*What is being asked*
One figure is wanted here: how many lines in the entries hold the word "blank".

======== Data to use ========

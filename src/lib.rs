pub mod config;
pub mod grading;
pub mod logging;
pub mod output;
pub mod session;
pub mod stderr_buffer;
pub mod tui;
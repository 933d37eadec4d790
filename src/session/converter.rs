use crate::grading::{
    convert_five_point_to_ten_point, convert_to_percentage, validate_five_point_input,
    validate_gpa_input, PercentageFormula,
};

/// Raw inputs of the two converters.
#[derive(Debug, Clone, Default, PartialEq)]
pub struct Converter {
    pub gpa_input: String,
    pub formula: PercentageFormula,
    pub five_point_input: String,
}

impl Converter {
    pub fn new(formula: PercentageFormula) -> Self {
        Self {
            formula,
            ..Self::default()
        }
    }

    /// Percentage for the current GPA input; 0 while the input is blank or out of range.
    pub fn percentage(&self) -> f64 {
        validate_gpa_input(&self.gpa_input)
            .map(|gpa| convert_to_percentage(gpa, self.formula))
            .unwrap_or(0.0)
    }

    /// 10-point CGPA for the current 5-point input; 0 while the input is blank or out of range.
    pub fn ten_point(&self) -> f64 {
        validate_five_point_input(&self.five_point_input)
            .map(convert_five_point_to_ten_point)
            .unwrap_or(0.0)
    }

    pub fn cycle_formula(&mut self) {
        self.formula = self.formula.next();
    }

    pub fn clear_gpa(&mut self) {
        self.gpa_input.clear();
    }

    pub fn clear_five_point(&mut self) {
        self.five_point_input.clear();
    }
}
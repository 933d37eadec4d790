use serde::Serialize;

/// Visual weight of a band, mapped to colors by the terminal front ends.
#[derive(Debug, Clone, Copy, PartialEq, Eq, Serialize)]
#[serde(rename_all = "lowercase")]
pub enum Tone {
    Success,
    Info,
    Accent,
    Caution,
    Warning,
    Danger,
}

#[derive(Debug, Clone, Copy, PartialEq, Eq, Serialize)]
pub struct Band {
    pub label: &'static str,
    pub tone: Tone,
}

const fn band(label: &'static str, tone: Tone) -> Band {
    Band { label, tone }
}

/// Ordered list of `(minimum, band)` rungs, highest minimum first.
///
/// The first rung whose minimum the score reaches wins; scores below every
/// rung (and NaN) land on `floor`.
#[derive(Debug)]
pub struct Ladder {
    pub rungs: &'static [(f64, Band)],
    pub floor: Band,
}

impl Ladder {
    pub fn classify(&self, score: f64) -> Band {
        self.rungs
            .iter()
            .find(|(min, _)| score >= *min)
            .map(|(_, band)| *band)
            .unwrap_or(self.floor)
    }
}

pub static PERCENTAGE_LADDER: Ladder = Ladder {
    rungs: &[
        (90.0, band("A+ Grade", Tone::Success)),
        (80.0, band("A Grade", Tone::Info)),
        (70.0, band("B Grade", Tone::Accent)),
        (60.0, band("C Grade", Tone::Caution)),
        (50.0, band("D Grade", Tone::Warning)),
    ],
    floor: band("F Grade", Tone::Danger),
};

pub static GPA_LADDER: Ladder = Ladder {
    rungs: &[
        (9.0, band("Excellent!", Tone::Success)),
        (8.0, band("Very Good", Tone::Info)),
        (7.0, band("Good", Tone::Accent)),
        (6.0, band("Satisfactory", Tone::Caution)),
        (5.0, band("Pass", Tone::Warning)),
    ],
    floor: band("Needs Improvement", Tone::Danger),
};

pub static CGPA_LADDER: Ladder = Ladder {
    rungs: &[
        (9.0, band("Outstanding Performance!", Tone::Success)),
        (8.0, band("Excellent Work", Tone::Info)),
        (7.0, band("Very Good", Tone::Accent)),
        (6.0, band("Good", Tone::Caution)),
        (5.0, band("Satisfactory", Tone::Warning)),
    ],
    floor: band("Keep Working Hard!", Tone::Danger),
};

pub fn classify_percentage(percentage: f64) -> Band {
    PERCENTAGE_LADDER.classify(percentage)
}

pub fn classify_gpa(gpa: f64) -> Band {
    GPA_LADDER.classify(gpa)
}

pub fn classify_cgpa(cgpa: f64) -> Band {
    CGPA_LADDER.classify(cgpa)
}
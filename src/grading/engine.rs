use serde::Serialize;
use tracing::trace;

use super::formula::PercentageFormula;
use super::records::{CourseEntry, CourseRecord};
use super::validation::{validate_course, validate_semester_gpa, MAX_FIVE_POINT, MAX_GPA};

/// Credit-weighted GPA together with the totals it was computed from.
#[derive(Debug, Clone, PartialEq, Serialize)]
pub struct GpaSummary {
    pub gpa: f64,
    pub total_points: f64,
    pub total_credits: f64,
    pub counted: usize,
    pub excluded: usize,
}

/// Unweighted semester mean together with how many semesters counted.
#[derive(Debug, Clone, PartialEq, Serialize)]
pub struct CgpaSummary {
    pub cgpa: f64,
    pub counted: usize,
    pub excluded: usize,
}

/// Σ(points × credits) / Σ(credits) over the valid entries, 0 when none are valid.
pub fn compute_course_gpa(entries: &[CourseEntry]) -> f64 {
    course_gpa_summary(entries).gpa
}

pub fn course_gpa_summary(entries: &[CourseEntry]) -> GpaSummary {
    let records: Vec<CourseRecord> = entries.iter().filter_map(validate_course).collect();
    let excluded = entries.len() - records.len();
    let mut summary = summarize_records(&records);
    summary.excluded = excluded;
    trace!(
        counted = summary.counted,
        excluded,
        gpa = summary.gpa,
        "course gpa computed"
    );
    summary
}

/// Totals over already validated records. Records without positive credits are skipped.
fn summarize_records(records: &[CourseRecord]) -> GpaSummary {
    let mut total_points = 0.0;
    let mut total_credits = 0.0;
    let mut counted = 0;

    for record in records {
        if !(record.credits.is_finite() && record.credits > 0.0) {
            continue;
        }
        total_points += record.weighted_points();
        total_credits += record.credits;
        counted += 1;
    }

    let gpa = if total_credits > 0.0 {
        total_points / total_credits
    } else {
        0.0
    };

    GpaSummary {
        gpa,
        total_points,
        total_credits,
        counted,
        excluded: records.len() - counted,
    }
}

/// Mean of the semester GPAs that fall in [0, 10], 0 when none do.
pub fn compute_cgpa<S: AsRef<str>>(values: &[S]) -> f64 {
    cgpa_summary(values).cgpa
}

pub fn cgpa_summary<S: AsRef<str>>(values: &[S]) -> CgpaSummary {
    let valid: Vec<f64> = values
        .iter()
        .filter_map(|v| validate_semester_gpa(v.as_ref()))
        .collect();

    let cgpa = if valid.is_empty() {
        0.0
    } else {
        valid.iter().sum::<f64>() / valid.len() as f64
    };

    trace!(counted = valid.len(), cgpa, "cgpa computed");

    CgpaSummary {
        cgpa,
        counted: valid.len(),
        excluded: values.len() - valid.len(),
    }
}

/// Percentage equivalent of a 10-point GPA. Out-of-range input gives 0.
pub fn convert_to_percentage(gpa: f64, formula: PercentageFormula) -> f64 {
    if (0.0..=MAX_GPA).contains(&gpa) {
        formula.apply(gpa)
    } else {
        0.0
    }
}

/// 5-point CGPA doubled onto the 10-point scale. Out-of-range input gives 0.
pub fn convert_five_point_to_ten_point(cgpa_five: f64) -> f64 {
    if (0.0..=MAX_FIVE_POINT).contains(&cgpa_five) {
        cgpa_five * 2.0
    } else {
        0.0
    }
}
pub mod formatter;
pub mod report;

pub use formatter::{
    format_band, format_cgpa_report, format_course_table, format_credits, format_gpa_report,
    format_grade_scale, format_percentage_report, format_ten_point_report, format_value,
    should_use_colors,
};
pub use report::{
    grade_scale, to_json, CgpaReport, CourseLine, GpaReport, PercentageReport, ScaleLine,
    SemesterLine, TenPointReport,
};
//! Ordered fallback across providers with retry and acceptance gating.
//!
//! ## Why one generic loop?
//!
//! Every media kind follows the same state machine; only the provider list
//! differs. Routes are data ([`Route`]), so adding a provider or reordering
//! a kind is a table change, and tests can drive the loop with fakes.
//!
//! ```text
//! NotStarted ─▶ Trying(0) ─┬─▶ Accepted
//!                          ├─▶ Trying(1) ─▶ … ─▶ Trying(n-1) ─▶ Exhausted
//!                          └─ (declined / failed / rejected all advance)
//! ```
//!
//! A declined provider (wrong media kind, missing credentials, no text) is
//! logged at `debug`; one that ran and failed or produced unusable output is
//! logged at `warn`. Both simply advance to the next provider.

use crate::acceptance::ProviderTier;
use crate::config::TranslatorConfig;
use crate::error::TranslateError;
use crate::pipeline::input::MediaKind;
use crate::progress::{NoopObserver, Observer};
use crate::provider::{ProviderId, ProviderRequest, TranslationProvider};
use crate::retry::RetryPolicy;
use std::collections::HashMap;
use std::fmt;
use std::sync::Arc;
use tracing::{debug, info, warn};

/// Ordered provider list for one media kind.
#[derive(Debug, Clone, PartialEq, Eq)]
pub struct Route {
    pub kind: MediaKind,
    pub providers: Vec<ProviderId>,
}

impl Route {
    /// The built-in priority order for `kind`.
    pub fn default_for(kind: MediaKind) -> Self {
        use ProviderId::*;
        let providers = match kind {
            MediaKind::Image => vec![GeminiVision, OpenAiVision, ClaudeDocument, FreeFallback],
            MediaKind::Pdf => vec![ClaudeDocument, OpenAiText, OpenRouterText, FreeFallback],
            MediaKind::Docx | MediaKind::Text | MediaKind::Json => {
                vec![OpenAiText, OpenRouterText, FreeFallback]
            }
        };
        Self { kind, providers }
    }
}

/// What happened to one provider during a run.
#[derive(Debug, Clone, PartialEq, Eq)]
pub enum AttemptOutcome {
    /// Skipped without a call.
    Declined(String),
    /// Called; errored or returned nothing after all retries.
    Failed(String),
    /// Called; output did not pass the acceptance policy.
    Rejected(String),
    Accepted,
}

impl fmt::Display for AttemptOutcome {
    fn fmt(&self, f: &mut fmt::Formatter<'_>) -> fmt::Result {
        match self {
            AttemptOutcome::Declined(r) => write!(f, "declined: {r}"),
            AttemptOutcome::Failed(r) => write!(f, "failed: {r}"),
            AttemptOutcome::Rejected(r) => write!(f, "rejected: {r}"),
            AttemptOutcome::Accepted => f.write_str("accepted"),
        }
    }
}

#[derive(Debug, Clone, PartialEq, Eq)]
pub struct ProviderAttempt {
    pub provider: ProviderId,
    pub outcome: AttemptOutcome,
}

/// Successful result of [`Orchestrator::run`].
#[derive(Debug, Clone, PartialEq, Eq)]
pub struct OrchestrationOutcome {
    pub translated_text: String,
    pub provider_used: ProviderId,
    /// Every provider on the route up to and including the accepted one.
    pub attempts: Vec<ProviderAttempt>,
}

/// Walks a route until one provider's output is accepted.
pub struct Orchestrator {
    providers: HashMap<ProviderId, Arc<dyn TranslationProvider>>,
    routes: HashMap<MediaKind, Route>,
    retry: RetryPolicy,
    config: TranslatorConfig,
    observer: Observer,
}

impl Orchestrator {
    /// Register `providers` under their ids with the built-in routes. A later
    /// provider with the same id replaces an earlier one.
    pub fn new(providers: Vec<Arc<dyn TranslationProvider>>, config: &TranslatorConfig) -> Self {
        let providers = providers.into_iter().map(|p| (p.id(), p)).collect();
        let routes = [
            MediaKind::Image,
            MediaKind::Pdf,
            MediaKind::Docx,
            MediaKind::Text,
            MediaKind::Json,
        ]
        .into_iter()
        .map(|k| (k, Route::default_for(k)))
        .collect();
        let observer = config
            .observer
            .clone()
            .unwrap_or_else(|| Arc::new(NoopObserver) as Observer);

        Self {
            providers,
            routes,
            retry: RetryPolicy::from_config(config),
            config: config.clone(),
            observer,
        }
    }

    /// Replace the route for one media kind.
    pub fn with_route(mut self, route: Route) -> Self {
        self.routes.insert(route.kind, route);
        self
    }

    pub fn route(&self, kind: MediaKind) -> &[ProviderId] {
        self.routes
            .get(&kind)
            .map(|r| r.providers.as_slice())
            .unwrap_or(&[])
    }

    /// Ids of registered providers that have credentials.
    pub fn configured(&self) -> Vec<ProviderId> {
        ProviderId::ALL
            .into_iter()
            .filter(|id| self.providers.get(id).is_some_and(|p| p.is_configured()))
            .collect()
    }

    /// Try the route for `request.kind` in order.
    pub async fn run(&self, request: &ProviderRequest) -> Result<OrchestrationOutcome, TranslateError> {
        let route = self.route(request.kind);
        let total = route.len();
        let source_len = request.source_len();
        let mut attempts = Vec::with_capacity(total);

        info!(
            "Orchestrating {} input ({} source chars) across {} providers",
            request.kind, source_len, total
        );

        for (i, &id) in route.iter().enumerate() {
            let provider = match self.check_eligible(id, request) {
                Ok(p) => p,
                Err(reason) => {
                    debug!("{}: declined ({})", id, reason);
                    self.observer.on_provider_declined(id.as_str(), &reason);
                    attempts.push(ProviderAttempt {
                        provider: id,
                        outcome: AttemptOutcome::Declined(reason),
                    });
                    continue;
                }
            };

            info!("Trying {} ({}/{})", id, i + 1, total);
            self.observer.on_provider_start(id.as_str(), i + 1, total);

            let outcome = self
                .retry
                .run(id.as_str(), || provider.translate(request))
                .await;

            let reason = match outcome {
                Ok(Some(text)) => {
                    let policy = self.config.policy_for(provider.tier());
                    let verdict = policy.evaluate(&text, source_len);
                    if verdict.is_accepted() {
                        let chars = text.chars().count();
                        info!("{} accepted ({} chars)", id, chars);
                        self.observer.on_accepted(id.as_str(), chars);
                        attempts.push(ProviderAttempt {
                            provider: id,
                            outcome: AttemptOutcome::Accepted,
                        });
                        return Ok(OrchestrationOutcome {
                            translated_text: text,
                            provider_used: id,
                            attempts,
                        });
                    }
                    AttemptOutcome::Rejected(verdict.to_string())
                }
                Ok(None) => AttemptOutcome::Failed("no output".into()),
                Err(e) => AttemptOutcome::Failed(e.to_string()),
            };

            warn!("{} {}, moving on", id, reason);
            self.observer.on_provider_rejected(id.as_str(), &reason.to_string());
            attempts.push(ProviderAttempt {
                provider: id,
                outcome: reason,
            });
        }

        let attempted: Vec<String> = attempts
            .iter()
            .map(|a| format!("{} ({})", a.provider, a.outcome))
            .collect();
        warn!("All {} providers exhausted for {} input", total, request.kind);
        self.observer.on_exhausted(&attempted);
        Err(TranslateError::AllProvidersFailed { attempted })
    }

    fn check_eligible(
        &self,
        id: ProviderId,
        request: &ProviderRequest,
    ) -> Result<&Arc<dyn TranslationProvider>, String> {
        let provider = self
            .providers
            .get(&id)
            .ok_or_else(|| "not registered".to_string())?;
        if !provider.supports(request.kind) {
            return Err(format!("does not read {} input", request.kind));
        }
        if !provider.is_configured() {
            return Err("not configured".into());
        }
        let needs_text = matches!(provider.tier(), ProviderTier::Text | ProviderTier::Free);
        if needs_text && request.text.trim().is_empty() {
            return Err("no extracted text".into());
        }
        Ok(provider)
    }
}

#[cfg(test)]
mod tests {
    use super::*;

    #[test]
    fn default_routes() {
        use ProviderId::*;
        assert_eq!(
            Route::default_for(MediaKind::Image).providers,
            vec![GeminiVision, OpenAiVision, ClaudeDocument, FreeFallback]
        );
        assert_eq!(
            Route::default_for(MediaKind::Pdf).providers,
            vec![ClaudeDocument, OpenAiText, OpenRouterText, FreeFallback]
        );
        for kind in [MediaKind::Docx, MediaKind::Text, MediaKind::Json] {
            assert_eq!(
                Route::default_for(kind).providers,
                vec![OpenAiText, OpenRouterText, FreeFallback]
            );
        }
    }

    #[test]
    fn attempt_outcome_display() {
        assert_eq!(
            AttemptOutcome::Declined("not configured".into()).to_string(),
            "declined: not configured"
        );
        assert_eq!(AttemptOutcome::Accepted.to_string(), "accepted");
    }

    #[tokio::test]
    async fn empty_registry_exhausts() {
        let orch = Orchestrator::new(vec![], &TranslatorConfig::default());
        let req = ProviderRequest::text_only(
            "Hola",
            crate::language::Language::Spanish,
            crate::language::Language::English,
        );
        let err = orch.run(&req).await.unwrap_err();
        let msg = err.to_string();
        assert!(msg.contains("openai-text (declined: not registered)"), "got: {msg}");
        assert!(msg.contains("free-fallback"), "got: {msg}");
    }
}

========

*Output below*
2